Shook & Burks found that THC reduced the frequency of intestinal contractions, and reduced the flow of food in the small intestine, without altering basal tone, and concluded that

"...delta 9-THC, delta 9,11-THC, cannabinol and nabilone (but not cannabidiol) exert an inhibitory effect on GI transit and motility in rats".

Cadas et al reported that a gut enzyme (vasoactive intestinal peptide) may regulate the precursor chemical to anandamide (which activates cannabinoid CB1 receptors) and N-palmitoylethanolamine (which activates a CB2-like receptor subtype), suggesting that endogenous cannabinoids may play a role in regulating the activity of the gut.

We are not aware of any controlled studies of medical use of cannabis in the treatment of irritable bowel syndrome, there appears to be sufficient evidence of the potential efficacy of cannabis in reducing intestinal spasms to merit further research into this and related indications. Any symptomatic relief obtained from smoking cannabis would occur far more rapidly than with oral preparations.


Cannabis and Huntington"s Chorea

Huntington"s chorea is a fatal degenerative condition inherited via sex chromosomes. It is rare in women who may carry the disease, which usually develops in middle-aged males. There is a gradual loss of mental and cognitive function, commonly associated with depression and progressive loss of voluntary motor control, leading to an increasing dependency on others.

The condition is incurable, although neuroleptic drugs such as haloperidol may be used to control symptoms. It has been suggested that the neuronal degeneration caused by the disease results from excess free-radicals oxidation or glutamate. Skaper et al showed cannabinoids, but not anandamide, to protect against glutamate-mediated neurotoxicity. Peyser et al concluded "Antioxidant therapy may slow the rate of motor decline early in the course of Huntington's disease. " Hampson et al found THC and CBD to be "neuroprotective anti-oxidants" improving the recovery prospects of stroke patients by reducing glutamate toxicity, and considered their results to suggest the neuroprotective action not to be receptor-dependent. However Consroe et al found no positive or negative effect of CBD in Huntington"s patients, although this may be due to the degree of neuronal damage already present at the outset of the trial.

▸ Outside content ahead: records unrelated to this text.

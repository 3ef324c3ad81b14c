use anyhow::{Context, Result, bail};
use clap::{Parser, ValueEnum};
use colored::Colorize;
use log::{LevelFilter, info, warn};
use std::fs::File;
use std::io::{BufWriter, Write, stdout};
use std::path::PathBuf;
use std::time::Instant;

use monarch_game::{DifficultyLevel, GameEngine, GameInstance, GameSettings, MapDifficulty, MapSize};

mod common;
mod logic;

use common::util::{save_slot, split_csv};
use logic::{
    GameplayStrategy, JsonFileStorage, Pacing, RunConfig, RunSummary, resolve_seed_inputs,
    run_seeds,
};

#[derive(Clone, Copy, Debug, PartialEq, Eq, ValueEnum)]
enum DifficultyArg {
    Easy,
    Normal,
    Hard,
}

impl From<DifficultyArg> for DifficultyLevel {
    fn from(value: DifficultyArg) -> Self {
        match value {
            DifficultyArg::Easy => Self::Easy,
            DifficultyArg::Normal => Self::Normal,
            DifficultyArg::Hard => Self::Hard,
        }
    }
}

#[derive(Clone, Copy, Debug, PartialEq, Eq, ValueEnum)]
enum MapDifficultyArg {
    Easy,
    Moderate,
    Hard,
}

impl From<MapDifficultyArg> for MapDifficulty {
    fn from(value: MapDifficultyArg) -> Self {
        match value {
            MapDifficultyArg::Easy => Self::Easy,
            MapDifficultyArg::Moderate => Self::Moderate,
            MapDifficultyArg::Hard => Self::Hard,
        }
    }
}

#[derive(Clone, Copy, Debug, PartialEq, Eq, ValueEnum)]
enum MapSizeArg {
    Small,
    Medium,
    Large,
}

impl From<MapSizeArg> for MapSize {
    fn from(value: MapSizeArg) -> Self {
        match value {
            MapSizeArg::Small => Self::Small,
            MapSizeArg::Medium => Self::Medium,
            MapSizeArg::Large => Self::Large,
        }
    }
}

#[derive(Parser, Debug, Clone)]
#[command(name = "monarch-tester")]
#[command(about = "Headless autoplay runner for the Monarch engine")]
struct Args {
    /// Seeds to run (comma-separated; ranges like 1..5 and `random` allowed)
    #[arg(long, default_value = "1337")]
    seeds: String,

    /// Autoplay strategies (comma-separated, or `all`)
    #[arg(long, default_value = "expansionist")]
    strategies: String,

    /// Enemy difficulty
    #[arg(long, value_enum, default_value_t = DifficultyArg::Normal)]
    difficulty: DifficultyArg,

    /// Map tuning difficulty
    #[arg(long, value_enum, default_value_t = MapDifficultyArg::Moderate)]
    map_difficulty: MapDifficultyArg,

    /// Map size
    #[arg(long, value_enum, default_value_t = MapSizeArg::Small)]
    map_size: MapSizeArg,

    /// Days to play before stopping an undecided game
    #[arg(long, default_value_t = 7)]
    days: u32,

    /// Sleep between ticks like the interactive game loop
    #[arg(long)]
    realtime: bool,

    /// Directory to save final snapshots into (one JSON file per run)
    #[arg(long)]
    save_dir: Option<PathBuf>,

    /// Output report format
    #[arg(long, default_value = "console")]
    #[arg(value_parser = ["json", "markdown", "console"])]
    report: String,

    /// Verbose output
    #[arg(short, long)]
    verbose: bool,

    /// Optional path to write the report output instead of stdout
    #[arg(long)]
    output: Option<PathBuf>,
}

fn main() -> Result<()> {
    let args = Args::parse();
    init_logging(args.verbose);

    announce_banner();

    let start_time = Instant::now();
    let seeds = resolve_seed_inputs(&split_csv(&args.seeds))?;
    let strategies = expand_strategies(&args.strategies)?;
    let settings = settings_from(&args);

    let mut summaries = Vec::new();
    for strategy in strategies {
        let config = RunConfig {
            settings,
            strategy,
            days: args.days,
            pacing: Pacing::default(),
            realtime: args.realtime,
        };
        info!("running {strategy} over {} seed(s)", seeds.len());
        for (summary, game) in run_seeds(&config, &seeds) {
            if let Some(dir) = &args.save_dir {
                save_snapshot(dir, &summary, &game)?;
            }
            summaries.push(summary);
        }
    }

    write_reports(&args, &summaries, start_time)?;

    if summaries.iter().any(|summary| !summary.ledger_consistent) {
        std::process::exit(1);
    }

    Ok(())
}

fn init_logging(verbose: bool) {
    let mut builder = env_logger::Builder::from_default_env();
    if verbose {
        builder.filter_level(LevelFilter::Debug);
    }
    builder.init();
}

fn announce_banner() {
    eprintln!("{}", "Monarch Automated Tester".bright_cyan().bold());
    eprintln!("{}", "========================".cyan());
}

fn settings_from(args: &Args) -> GameSettings {
    GameSettings::new(
        args.difficulty.into(),
        args.map_difficulty.into(),
        args.map_size.into(),
    )
}

fn expand_strategies(arg: &str) -> Result<Vec<GameplayStrategy>> {
    let mut strategies = Vec::new();
    for key in split_csv(arg) {
        if key.eq_ignore_ascii_case("all") {
            strategies.extend(GameplayStrategy::ALL);
            continue;
        }
        match GameplayStrategy::from_key(&key) {
            Some(strategy) => strategies.push(strategy),
            None => bail!("Unknown strategy: {key}"),
        }
    }
    strategies.dedup();
    if strategies.is_empty() {
        strategies.push(GameplayStrategy::Expansionist);
    }
    Ok(strategies)
}

/// Save the final state and make sure it loads back identically.
fn save_snapshot(dir: &std::path::Path, summary: &RunSummary, game: &GameInstance) -> Result<()> {
    let engine = GameEngine::new(JsonFileStorage::new(dir));
    let slot = save_slot(&summary.strategy, summary.seed);
    engine
        .save_game(&slot, game)
        .with_context(|| format!("failed to save {slot}"))?;
    match engine.load_game(&slot)? {
        Some(loaded) if loaded.state() == game.state() => {
            info!("saved {slot} to {}", dir.display());
        }
        Some(_) => warn!("{slot} reloaded with a different state"),
        None => bail!("{slot} vanished right after saving"),
    }
    Ok(())
}

fn write_reports(args: &Args, summaries: &[RunSummary], start_time: Instant) -> Result<()> {
    let mut output_target = OutputTarget::new(args.output.clone())?;
    let duration = start_time.elapsed();

    match args.report.as_str() {
        "json" => logic::reports::generate_json_report(&mut output_target, summaries, duration)?,
        "markdown" => logic::reports::generate_markdown_report(&mut output_target, summaries)?,
        _ => {
            if summaries.is_empty() {
                writeln!(&mut output_target, "No runs executed.")?;
            } else {
                logic::reports::generate_console_report(&mut output_target, summaries, duration)?;
            }
        }
    }

    output_target.flush()?;
    Ok(())
}

enum OutputTarget {
    Stdout(BufWriter<std::io::Stdout>),
    File(BufWriter<File>),
}

impl OutputTarget {
    fn new(path: Option<PathBuf>) -> Result<Self> {
        if let Some(path) = path {
            let file = File::create(&path)
                .with_context(|| format!("failed to create {}", path.display()))?;
            Ok(Self::File(BufWriter::new(file)))
        } else {
            Ok(Self::Stdout(BufWriter::new(stdout())))
        }
    }
}

impl Write for OutputTarget {
    fn write(&mut self, buf: &[u8]) -> std::io::Result<usize> {
        match self {
            Self::Stdout(writer) => writer.write(buf),
            Self::File(writer) => writer.write(buf),
        }
    }

    fn flush(&mut self) -> std::io::Result<()> {
        match self {
            Self::Stdout(writer) => writer.flush(),
            Self::File(writer) => writer.flush(),
        }
    }
}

Richfield et al demonstrated there to be a selective loss of cannabinoid receptors in specific regions of the brain called the corpus striatum and globus pallidus, and Glass et al showed a "massive loss - 97.5%) of cannabinoid receptors in the substantia nigra (within spinal cord) of Huntington"s patients. N-methyl-d-aspartate (NMDA) receptor antagonists have been shown to delay neurodegeneration, and a synthetic cannabinoid (+)-HU-210 has been found to be a potent antagonist of the NMDA receptor, "giving it a potential for use in ... neurodegenerative disorders".

This is an emerging area of research and clearly more research is needed. However the massive depletion of cannabinoid receptors, coupled with the neuroprotective effects of cannabidiol, would suggest cannabinoids potentially to have a major future role in treating symptomatology of Huntington"s chorea (e.g. uncontrolled muscle spasms/movements) by direct stimulation of remaining receptors by THC or other CB1 receptor agonists; and/or by delaying the development of the disease due to the neuroprotective effects of THC and CBD.